* Task directions:
Stop after the line containing "use std::sync::Arc;": print each line exactly from the first line of the listing up to that point.
···
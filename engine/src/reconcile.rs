//! Reconciliation between the local mirror and the store.
//!
//! The policy decides, per read, whether the mirror can be trusted or the
//! store must be asked first:
//!
//! 1. A remote-backed store whose topic has been subscribed at least once in
//!    this process is refetched before every read, and the result replaces
//!    the mirror.
//! 2. Otherwise the mirror is served as is.
//!
//! Failures split in two. A store that is merely unreachable leaves the
//! last good mirror in place and the read is marked stale. A permission
//! failure clears the mirror and is surfaced as a blocking error: nothing
//! cached may be shown to a session that lost access.

use std::sync::Arc;

use crate::error::{Error, Result};
use crate::events::{newest_first, settings_from, EventBus, SyncEvent, TopicSnapshot};
use crate::ledger::{LogEntry, ProfitRecord};
use crate::mirror::LocalMirror;
use crate::record::{Document, Item, Record};
use crate::request::PurchaseRequest;
use crate::settings::Settings;
use crate::store::{BackendKind, StorageBackend};
use crate::subscription::SubscriptionManager;
use crate::topic::SETTINGS_DOC_ID;
use crate::Topic;

/// How current a read result is.
#[derive(Debug, Clone, PartialEq)]
pub enum Freshness {
    /// Fetched from the store for this read
    Fresh,
    /// Served from the mirror without asking the store
    Cached,
    /// The refetch failed transiently; this is the last good snapshot
    Stale(Error),
}

/// Result of a read-through.
#[derive(Debug, Clone, PartialEq)]
pub struct View {
    pub snapshot: TopicSnapshot,
    pub freshness: Freshness,
}

impl View {
    pub fn is_stale(&self) -> bool {
        matches!(self.freshness, Freshness::Stale(_))
    }

    /// The items, when this is a weapons view.
    pub fn items(&self) -> Option<&Arc<Vec<Item>>> {
        match &self.snapshot {
            TopicSnapshot::Weapons(items) => Some(items),
            _ => None,
        }
    }
}

/// Read path shared by the facade and the write coordinator.
pub struct ReconciliationPolicy {
    backend: Arc<dyn StorageBackend>,
    mirror: Arc<LocalMirror>,
    subscriptions: Arc<SubscriptionManager>,
    events: EventBus,
}

impl ReconciliationPolicy {
    pub fn new(
        backend: Arc<dyn StorageBackend>,
        mirror: Arc<LocalMirror>,
        subscriptions: Arc<SubscriptionManager>,
        events: EventBus,
    ) -> Self {
        Self {
            backend,
            mirror,
            subscriptions,
            events,
        }
    }

    pub fn mirror(&self) -> &Arc<LocalMirror> {
        &self.mirror
    }

    /// Fetch the weapons collection and replace the mirror with it.
    ///
    /// On `PermissionDenied` the mirror is cleared and a `Blocked` event is
    /// published; any other error leaves the mirror untouched.
    pub async fn refresh(&self) -> Result<Arc<Vec<Item>>> {
        match self.backend.list(Topic::Weapons).await {
            Ok(documents) => {
                self.mirror.replace_all(Item::decode_all(&documents));
                let items = self.mirror.snapshot();
                self.events.emit(SyncEvent::MirrorRefreshed {
                    generation: self.mirror.generation(),
                    len: items.len(),
                });
                tracing::debug!(len = items.len(), "mirror refreshed");
                Ok(items)
            }
            Err(error) if error.is_blocking() => Err(self.block(Topic::Weapons, error)),
            Err(error) => {
                tracing::warn!(error = %error, "mirror refresh failed, keeping last snapshot");
                Err(error)
            }
        }
    }

    /// Denied access ends the session's trust in every topic: the mirror is
    /// cleared and `Blocked` published whichever read hit it.
    fn block(&self, topic: Topic, error: Error) -> Error {
        tracing::error!(topic = %topic, error = %error, "access to the store denied, clearing mirror");
        self.mirror.clear();
        self.events.emit(SyncEvent::Blocked(error.clone()));
        error
    }

    /// Uncached read of a non-mirrored topic.
    async fn fetch(&self, topic: Topic) -> Result<Vec<Document>> {
        self.backend.list(topic).await.map_err(|error| {
            if error.is_blocking() {
                self.block(topic, error)
            } else {
                error
            }
        })
    }

    /// Read `topic`, refetching first when the cache cannot be trusted.
    ///
    /// Only weapons are mirrored; every other topic is read from the store
    /// on each call and errors propagate since there is nothing to fall
    /// back on.
    pub async fn read_through(&self, topic: Topic) -> Result<View> {
        if topic != Topic::Weapons {
            let documents = self.fetch(topic).await?;
            return Ok(View {
                snapshot: TopicSnapshot::decode(topic, &documents),
                freshness: Freshness::Fresh,
            });
        }

        let must_refetch = self.backend.kind() == BackendKind::Remote
            && self.subscriptions.ever_subscribed(topic);
        if !must_refetch {
            return Ok(View {
                snapshot: TopicSnapshot::Weapons(self.mirror.snapshot()),
                freshness: Freshness::Cached,
            });
        }

        match self.refresh().await {
            Ok(items) => Ok(View {
                snapshot: TopicSnapshot::Weapons(items),
                freshness: Freshness::Fresh,
            }),
            Err(error) if error.is_retryable() => Ok(View {
                snapshot: TopicSnapshot::Weapons(self.mirror.snapshot()),
                freshness: Freshness::Stale(error),
            }),
            Err(error) => Err(error),
        }
    }

    /// Audit log, newest first.
    pub async fn logs(&self) -> Result<Vec<LogEntry>> {
        let documents = self.fetch(Topic::Logs).await?;
        Ok(newest_first(LogEntry::decode_all(&documents)))
    }

    pub async fn profits(&self) -> Result<Vec<ProfitRecord>> {
        let documents = self.fetch(Topic::Profits).await?;
        Ok(ProfitRecord::decode_all(&documents))
    }

    pub async fn purchase_requests(&self) -> Result<Vec<PurchaseRequest>> {
        let documents = self.fetch(Topic::PurchaseRequests).await?;
        Ok(PurchaseRequest::decode_all(&documents))
    }

    /// Current settings, or the defaults when the singleton is missing.
    pub async fn settings(&self) -> Result<Settings> {
        let document = match self.backend.get(Topic::Settings, SETTINGS_DOC_ID).await {
            Err(error) if error.is_blocking() => return Err(self.block(Topic::Settings, error)),
            other => other?,
        };
        Ok(settings_from(document.as_slice()).unwrap_or_default())
    }
}

#[cfg(test)]
mod tests {
    use super::*;
    use crate::record::{ItemDraft, MoneyType};
    use crate::store::MemoryBackend;

    fn policy(backend: Arc<MemoryBackend>) -> ReconciliationPolicy {
        let subscriptions = Arc::new(SubscriptionManager::new(backend.clone()));
        ReconciliationPolicy::new(backend, LocalMirror::shared(), subscriptions, EventBus::new(16))
    }

    #[tokio::test]
    async fn refresh_replaces_mirror() {
        let backend = MemoryBackend::shared();
        let draft = ItemDraft::new("Pistol", 1.0, 2.0, 3, MoneyType::Clean);
        backend
            .insert(Topic::Weapons, draft.into_item(String::new(), 0).to_fields())
            .await
            .unwrap();

        let policy = policy(backend);
        let items = policy.refresh().await.unwrap();
        assert_eq!(items.len(), 1);
        assert_eq!(policy.mirror().len(), 1);
    }

    #[tokio::test]
    async fn local_store_reads_are_served_from_mirror() {
        let backend = MemoryBackend::shared();
        let policy = policy(backend.clone());
        backend
            .insert(Topic::Weapons, Default::default())
            .await
            .unwrap();

        let view = policy.read_through(Topic::Weapons).await.unwrap();
        assert_eq!(view.freshness, Freshness::Cached);
        assert!(view.items().unwrap().is_empty());
    }

    #[tokio::test]
    async fn other_topics_always_hit_the_store() {
        let backend = MemoryBackend::shared();
        let policy = policy(backend.clone());
        let entry = LogEntry::new(crate::ledger::LogKind::System, "hello", 5);
        backend.insert(Topic::Logs, entry.to_fields()).await.unwrap();

        let view = policy.read_through(Topic::Logs).await.unwrap();
        assert_eq!(view.freshness, Freshness::Fresh);
        assert_eq!(view.snapshot.len(), 1);
        assert!(view.items().is_none());
    }

    #[tokio::test]
    async fn settings_default_when_missing() {
        let policy = policy(MemoryBackend::shared());
        assert_eq!(policy.settings().await.unwrap(), Settings::default());
    }
}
···
* Solution:
filename engine/src/reconcile.rs
//! Reconciliation between the local mirror and the store.
//!
//! The policy decides, per read, whether the mirror can be trusted or the
//! store must be asked first:
//!
//! 1. A remote-backed store whose topic has been subscribed at least once in
//!    this process is refetched before every read, and the result replaces
//!    the mirror.
//! 2. Otherwise the mirror is served as is.
//!
//! Failures split in two. A store that is merely unreachable leaves the
//! last good mirror in place and the read is marked stale. A permission
//! failure clears the mirror and is surfaced as a blocking error: nothing
//! cached may be shown to a session that lost access.

use std::sync::Arc;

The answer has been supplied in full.